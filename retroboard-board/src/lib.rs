//! Retrospective board engine
//!
//! This crate holds the board model and everything that edits it: the drag
//! session controller that turns pointer gestures into live previews and
//! committed moves, card stacking and stack cycling, and the item commands
//! a host calls directly.
//!
//! ## Overview
//!
//! - **Copy-on-write boards** - A [`Board`] shares its columns; every edit
//!   produces a new board and snapshots stay untouched
//! - **Ids only** - Gestures carry ids, never geometry; translating pointer
//!   positions to ids is the host's job
//! - **No errors from dragging** - Stale or ineligible gestures are no-ops;
//!   only commands, configuration and seed loading return [`BoardError`]
//! - **Pluggable time** - The controller never sleeps; a [`Scheduler`] delivers
//!   its stacking and frame wakeups, on virtual time or on tokio
//!
//! ## Basic Usage
//!
//! ```rust
//! use retroboard_board::{Board, BoardConfig, BoardSession, DropOutcome};
//! use std::time::Duration;
//!
//! let mut session = BoardSession::virtual_time(Board::sample(), BoardConfig::default()).unwrap();
//!
//! // Hold card1 over card2 past the stacking delay, then drop it
//! session.drag_start("card1");
//! session.drag_over(Some("card2"));
//! session.advance(Duration::from_millis(700));
//! assert!(session.highlight().stacking_armed);
//!
//! let outcome = session.drag_end(Some("card2"));
//! assert!(matches!(outcome, DropOutcome::Committed(_)));
//! ```
//!
//! ## Item Commands
//!
//! ```rust
//! use retroboard_board::{card::AddCard, Board, BoardStore, Execute};
//!
//! let mut store = BoardStore::new(Board::sample()).unwrap();
//! let card = AddCard::new("col1", "Sam", "Retro notes").execute(&mut store).unwrap();
//! assert_eq!(card.content, "Retro notes");
//! ```

pub mod config;
pub mod content;
mod driver;
mod engine;
mod error;
pub mod grouping;
pub mod locate;
pub mod seed;
pub mod session;
mod store;
pub mod types;
mod validate;

// Command modules
pub mod card;
pub mod column;
pub mod item;
pub mod spacer;
pub mod stack;

pub use config::{BoardConfig, DropOutsidePolicy};
pub use driver::{spawn_session, SessionHandle, Snapshot, TokioScheduler};
pub use engine::{array_move, commit_drop, preview_move, Committed, DropIntent};
pub use error::{BoardError, Result};
pub use session::{
    BoardSession, DragController, DragState, DropOutcome, Gesture, Highlight, Scheduler,
    VirtualScheduler, Wakeup,
};
pub use stack::CycleDirection;
pub use store::{BoardStore, Execute};
pub use validate::{all_ids, validate};

// Re-export commonly used types
pub use types::{Board, Card, Column, EntityId, Item, ItemKind, Spacer, Stack};
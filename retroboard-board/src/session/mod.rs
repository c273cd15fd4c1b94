//! Drag sessions: gestures in, board states and highlights out

mod board_session;
mod controller;
pub mod scheduler;

pub use board_session::BoardSession;
pub use controller::DragController;
pub use scheduler::{Scheduler, Token, VirtualScheduler, Wakeup};

use crate::engine::Committed;
use crate::types::EntityId;
use serde::{Deserialize, Serialize};

/// A gesture delivered by the host, already translated to ids
#[derive(Debug, Clone, PartialEq, Eq, Serialize, Deserialize)]
#[serde(tag = "gesture", rename_all = "snake_case")]
pub enum Gesture {
    DragStart {
        id: EntityId,
    },
    DragOver {
        #[serde(default)]
        over: Option<EntityId>,
    },
    DragEnd {
        #[serde(default)]
        over: Option<EntityId>,
    },
    Cancel,
}

/// Phase of the drag session
#[derive(Debug, Clone, Default, PartialEq, Eq)]
pub enum DragState {
    #[default]
    Idle,
    Dragging {
        active: EntityId,
    },
    DraggingWithPreview {
        active: EntityId,
        over: EntityId,
    },
    StackArmed {
        active: EntityId,
        over: EntityId,
    },
}

impl DragState {
    pub fn is_idle(&self) -> bool {
        matches!(self, Self::Idle)
    }

    /// The dragged id, if a drag is in progress
    pub fn active(&self) -> Option<&EntityId> {
        match self {
            Self::Idle => None,
            Self::Dragging { active }
            | Self::DraggingWithPreview { active, .. }
            | Self::StackArmed { active, .. } => Some(active),
        }
    }

    /// The hovered id, if any
    pub fn over(&self) -> Option<&EntityId> {
        match self {
            Self::DraggingWithPreview { over, .. } | Self::StackArmed { over, .. } => Some(over),
            _ => None,
        }
    }
}

/// What the host needs to render drop-target affordances
#[derive(Debug, Clone, Default, PartialEq, Eq, Serialize, Deserialize)]
#[serde(rename_all = "camelCase")]
pub struct Highlight {
    pub active_id: Option<EntityId>,
    pub over_id: Option<EntityId>,
    pub stacking_armed: bool,
}

impl From<&DragState> for Highlight {
    fn from(state: &DragState) -> Self {
        Self {
            active_id: state.active().cloned(),
            over_id: state.over().cloned(),
            stacking_armed: matches!(state, DragState::StackArmed { .. }),
        }
    }
}

/// Result of ending a drag session
#[derive(Debug, Clone, PartialEq, Eq)]
pub enum DropOutcome {
    /// The board changed; see [`Committed`] for how
    Committed(Committed),
    /// The board is back to its pre-drag state
    Reverted,
    /// Dropped outside any target; the last preview stays
    KeptPreview,
    /// Nothing to do: dropped onto itself or an ineligible target
    NoOp,
    /// An id went stale during the drag; nothing was committed
    Abandoned,
    /// No drag was in progress
    Ignored,
}

impl DropOutcome {
    /// Check whether the drop committed a board change
    pub fn is_committed(&self) -> bool {
        matches!(self, Self::Committed(_))
    }
}
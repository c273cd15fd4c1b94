//! BoardStore - the single owner of the board state
//!
//! The store holds the current board and the per-stack display index. It
//! offers reads to anyone; writes come from the drag controller (preview,
//! revert, commit) and from item commands through [`Execute`].

use crate::engine::Committed;
use crate::error::Result;
use crate::types::{Board, EntityId, Item};
use crate::validate::validate;
use std::collections::HashMap;
use tracing::debug;

/// A command applied against the store.
///
/// Commands are plain structs with a constructor and `with_*` builders;
/// executing one either fully applies it or leaves the store unchanged.
pub trait Execute {
    /// Value handed back on success
    type Output;

    /// Apply the command
    fn execute(&self, store: &mut BoardStore) -> Result<Self::Output>;
}

/// Owner of the board state and stack display indices
#[derive(Debug, Clone, Default)]
pub struct BoardStore {
    board: Board,
    /// Which card of each stack is logically first after cycling
    display: HashMap<EntityId, usize>,
    /// Bumped on every board write
    revision: u64,
}

impl BoardStore {
    /// Create a store from seed data, rejecting seeds that break board invariants
    pub fn new(seed: Board) -> Result<Self> {
        validate(&seed)?;
        let display = seed
            .columns()
            .flat_map(|col| col.items.iter())
            .filter_map(Item::as_stack)
            .map(|stack| (stack.id.clone(), 0))
            .collect();
        Ok(Self {
            board: seed,
            display,
            revision: 0,
        })
    }

    /// Current board
    pub fn board(&self) -> &Board {
        &self.board
    }

    /// Cheap copy of the current board
    pub fn snapshot(&self) -> Board {
        self.board.clone()
    }

    /// Number of board writes so far
    pub fn revision(&self) -> u64 {
        self.revision
    }

    /// Display index of a stack
    pub fn display_index(&self, stack: &str) -> Option<usize> {
        self.display.get(stack).copied()
    }

    /// Apply a provisional board during drag-over, or restore a snapshot
    pub(crate) fn replace(&mut self, board: Board) {
        self.board = board;
        self.revision += 1;
    }

    /// Apply a committed drop and keep display indices in step with it
    pub(crate) fn commit(&mut self, board: Board, committed: &Committed) {
        self.board = board;
        self.revision += 1;
        if let Committed::Stacked { stack } = committed {
            self.display.insert(stack.clone(), 0);
        }
        debug!(?committed, "drop committed");
    }

    /// Direct write access for item commands
    pub(crate) fn board_mut(&mut self) -> &mut Board {
        self.revision += 1;
        &mut self.board
    }

    pub(crate) fn set_display(&mut self, stack: EntityId, index: usize) {
        self.display.insert(stack, index);
    }

    pub(crate) fn forget_display(&mut self, stack: &str) {
        self.display.remove(stack);
    }

    /// Keep a stack's display index inside `0..len` after it shrank
    pub(crate) fn clamp_display(&mut self, stack: &str, len: usize) {
        if let Some(index) = self.display.get_mut(stack) {
            *index = if len == 0 { 0 } else { *index % len };
        }
    }
}
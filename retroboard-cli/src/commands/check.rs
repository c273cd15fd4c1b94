//! `retroboard check` - validate a seed board

use std::path::Path;

use anyhow::{Context, Result};
use retroboard_board::seed::load_board;
use retroboard_board::{all_ids, Item};

/// Load and validate a seed board; returns a one-line summary
pub fn check(seed: &Path) -> Result<String> {
    let board = load_board(seed).with_context(|| format!("invalid seed {}", seed.display()))?;
    let stacks = board
        .columns()
        .flat_map(|column| column.items.iter())
        .filter(|item| matches!(item, Item::Stack(_)))
        .count();
    Ok(format!(
        "{}: ok ({} columns, {} items, {} stacks)",
        seed.display(),
        board.len(),
        all_ids(&board).len(),
        stacks
    ))
}
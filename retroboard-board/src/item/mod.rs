//! Commands that work on any item kind

mod delete;

pub use delete::DeleteItem;
//! Logging setup for the binary

use tracing::Level;
use tracing_subscriber::EnvFilter;

/// Pick the log level from the global flags; `RUST_LOG` wins when set.
pub fn log_level(quiet: bool, debug: bool, verbose: bool) -> Level {
    if quiet {
        Level::ERROR
    } else if verbose {
        Level::TRACE
    } else if debug {
        Level::DEBUG
    } else {
        Level::WARN
    }
}

/// Install the stderr subscriber. Stdout is reserved for the board output.
pub fn configure_logging(quiet: bool, debug: bool, verbose: bool) {
    let level = log_level(quiet, debug, verbose);
    let filter = if debug || verbose {
        EnvFilter::new(format!("retroboard_board={level},retroboard_cli={level},warn"))
    } else {
        EnvFilter::try_from_default_env().unwrap_or_else(|_| EnvFilter::new(level.to_string()))
    };

    // A subscriber may already be installed when running under a test harness.
    let _ = tracing_subscriber::fmt()
        .with_env_filter(filter)
        .with_target(false)
        .with_ansi(false)
        .with_writer(std::io::stderr)
        .try_init();
}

# WHAT YOU NEED TO DO:
Set down, unchanged, only those lines above that fall between the line with "use tracing::Level;" and the line with "else if verbose", the two end lines included.

# YOUR SOLUTION:
use tracing::Level;
use tracing_subscriber::EnvFilter;

/// Pick the log level from the global flags; `RUST_LOG` wins when set.
pub fn log_level(quiet: bool, debug: bool, verbose: bool) -> Level {
    if quiet {
        Level::ERROR
    } else if verbose {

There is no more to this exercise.